Figure 8A compares the viscoelastic characteristics of HVFR solution from strain sweep experiment with polymer concentration altering from 400 to 1700 mg⋅L−1 at 30 °C and an angular frequency (ω) of 6.28 rad⋅s−1, with strain ranging from 0.01 to 100%. The HVFR solutions exhibit the same shape for storage modulus (G′) and loss modulus (G″) on oscillatory strain (γ) at all polymer concentrations. At 0.01% < γ < 100%, the G′ and G″ independent of γ are observed, which reflects a linear viscoelastic region. The constant values of G′ and G″ within this linear viscoelastic region indicate that the network structure of HVFR is intact and changes inconspicuously with varied γ. When γ is above 100%, both G′ and G″ gradually decrease with γ, implying the disentanglement and orientation of polymer chains of HVFR at high γ. Besides, as HVFR concentration increases, both G′ and G″ accordingly increase, demonstrating concentrated HVFR solutions exhibit more significant viscoelasticity than its low polymer concentration counterparts. Nevertheless, the values of G′ at HVFR concentration ranging from 800 to 1700 mg⋅L−1 are always higher than the G″ in the linear viscoelastic region, implying that these HVFR polymer solutions have elastic dominated behavior. Conversely, the G″ of 400 mg⋅L−1 HVFR polymer solution is greater than the G′, which shows the viscous predominate behavior. Here the polymer solutions can be separated into dilute and semi-dilute domains by overlapping concentration 369 mg⋅L−1 as mentioned above.

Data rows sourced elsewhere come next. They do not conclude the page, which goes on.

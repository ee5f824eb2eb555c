//! WOFF2 encoding with null transforms.
//!
//! Table data is stored as-is, concatenated into a single brotli stream.
//! See <https://www.w3.org/TR/WOFF2/>

use std::io::Write;

use brotlic::CompressorWriter;
use write_fonts::types::Tag;

use crate::{
    sfnt::{pad4, Sfnt, TableEntry},
    Error,
};

pub const SIGNATURE: u32 = 0x774F_4632; // 'wOF2'
pub const HEADER_LEN: usize = 48;

const GLYF: Tag = Tag::new(b"glyf");
const LOCA: Tag = Tag::new(b"loca");

/// Flag value meaning the tag is written out after the flags byte.
const ARBITRARY_TAG: u8 = 0x3F;
/// Transform version of the null transform for `glyf` and `loca`.
const GLYF_NULL_TRANSFORM: u8 = 3;

/// Tags with a one byte encoding, indexed by their flag value.
#[rustfmt::skip]
static KNOWN_TAGS: [&[u8; 4]; 63] = [
    b"cmap", b"head", b"hhea", b"hmtx", b"maxp", b"name", b"OS/2", b"post",
    b"cvt ", b"fpgm", b"glyf", b"loca", b"prep", b"CFF ", b"VORG", b"EBDT",
    b"EBLC", b"gasp", b"hdmx", b"kern", b"LTSH", b"PCLT", b"VDMX", b"vhea",
    b"vmtx", b"BASE", b"GDEF", b"GPOS", b"GSUB", b"EBSC", b"JSTF", b"MATH",
    b"CBDT", b"CBLC", b"COLR", b"CPAL", b"SVG ", b"sbix", b"acnt", b"avar",
    b"bdat", b"bloc", b"bsln", b"cvar", b"fdsc", b"feat", b"fmtx", b"fvar",
    b"gvar", b"hsty", b"just", b"lcar", b"mort", b"morx", b"opbd", b"prop",
    b"trak", b"Zapf", b"Silf", b"Glat", b"Gloc", b"Feat", b"Sill",
];

fn known_tag_index(tag: Tag) -> Option<u8> {
    let bytes = tag.to_be_bytes();
    KNOWN_TAGS
        .iter()
        .position(|known| **known == bytes)
        .map(|idx| idx as u8)
}

/// Append `value` as a UIntBase128: big-endian groups of seven bits, the high
/// bit set on every byte but the last.
pub fn write_base128(out: &mut Vec<u8>, value: u32) {
    let mut bytes = [0u8; 5];
    let mut len = 0;
    let mut rest = value;
    loop {
        bytes[len] = (rest & 0x7F) as u8;
        len += 1;
        rest >>= 7;
        if rest == 0 {
            break;
        }
    }
    for (i, byte) in bytes[..len].iter().rev().enumerate() {
        let more = if i + 1 < len { 0x80 } else { 0 };
        out.push(byte | more);
    }
}

/// Tables in the order they are stored: directory order, except that `loca`
/// immediately follows `glyf`.
fn storage_order<'a>(sfnt: &Sfnt<'a>) -> Vec<TableEntry<'a>> {
    let mut tables = sfnt
        .tables
        .iter()
        .filter(|table| table.tag != LOCA)
        .copied()
        .collect::<Vec<_>>();
    if let Some(loca) = sfnt.tables.iter().find(|table| table.tag == LOCA) {
        let pos = tables
            .iter()
            .position(|table| table.tag == GLYF)
            .map(|glyf| glyf + 1)
            .unwrap_or(tables.len());
        tables.insert(pos, *loca);
    }
    tables
}

fn directory_entry(out: &mut Vec<u8>, table: &TableEntry) {
    let transform = if table.tag == GLYF || table.tag == LOCA {
        GLYF_NULL_TRANSFORM
    } else {
        0
    };
    match known_tag_index(table.tag) {
        Some(idx) => out.push(idx | (transform << 6)),
        None => {
            out.push(ARBITRARY_TAG | (transform << 6));
            out.extend_from_slice(&table.tag.to_be_bytes());
        }
    }
    // null transforms have no transformLength
    write_base128(out, table.data.len() as u32);
}

/// Wrap a compiled font in a WOFF2 container.
pub fn encode(font: &[u8]) -> Result<Vec<u8>, Error> {
    let sfnt = Sfnt::parse(font)?;
    let tables = storage_order(&sfnt);

    let mut directory = Vec::new();
    let mut stream = Vec::with_capacity(font.len());
    for table in &tables {
        directory_entry(&mut directory, table);
        stream.extend_from_slice(table.data);
    }
    let compressed = brotli(&stream)?;

    let total_len = pad4(HEADER_LEN + directory.len() + compressed.len());
    let mut out = Vec::with_capacity(total_len);
    out.extend_from_slice(&SIGNATURE.to_be_bytes());
    out.extend_from_slice(&sfnt.flavor.to_be_bytes());
    out.extend_from_slice(&(total_len as u32).to_be_bytes());
    out.extend_from_slice(&(tables.len() as u16).to_be_bytes());
    out.extend_from_slice(&0u16.to_be_bytes());
    out.extend_from_slice(&(sfnt.padded_size() as u32).to_be_bytes());
    out.extend_from_slice(&(compressed.len() as u32).to_be_bytes());
    out.extend_from_slice(&1u16.to_be_bytes());
    out.extend_from_slice(&0u16.to_be_bytes());
    // no metadata or private blocks
    out.extend_from_slice(&[0u8; 20]);
    out.extend_from_slice(&directory);
    out.extend_from_slice(&compressed);
    out.resize(total_len, 0);
    log::debug!("woff2: {} bytes from {}", out.len(), font.len());
    Ok(out)
}

fn brotli(data: &[u8]) -> Result<Vec<u8>, Error> {
    let mut compressor = CompressorWriter::new(Vec::new());
    compressor.write_all(data).map_err(Error::Compress)?;
    compressor
        .into_inner()
        .map_err(|e| Error::Compress(std::io::Error::other(e.to_string())))
}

In this respect, all employed HVFR concentrations are above the overlap concentration, falling in the semi-dilute regime. At polymer concentration of 400 mg⋅L−1, although entanglement between the polymer chains occurs, whereas the intermolecular interactions between the macromolecule chains are relative weak. These interactions are not sufficient to improve the viscoelasticity of the polymer solution, which is therefore predominantly viscous. With increasing polymer concentration, there is a notable increase in intermolecular interactions and entanglements, resulting in the viscoelasticity of polymer solution transition from a predominantly viscous to an elastic response.
Furthermore, the results of G′ and G″ from frequency (ω) sweep tests were measured in the linear viscoelastic region at a fixed temperature of 30 °C, with frequency varied from 10−1 to 10 rad⋅s−1. Figure 8B compares the frequency sweep spectra of HVFR polymer solution at various polymer concentrations. Both G′ and G″ increase with the increase in polymer concentration. In addition, it is found that the 800 mg⋅L−1 HVFR solution shows viscoelastic response behavior, that is to say, a viscous response (G′ < G″) at low ω while an elastic behavior (G′ > G″) at high ω. The polymer solutions with polymer concentration above and below 800 mg⋅L−1 exhibit viscous behavior (G′ < G″) and gel-like response (G′ > G″) over the frequency range, respectively.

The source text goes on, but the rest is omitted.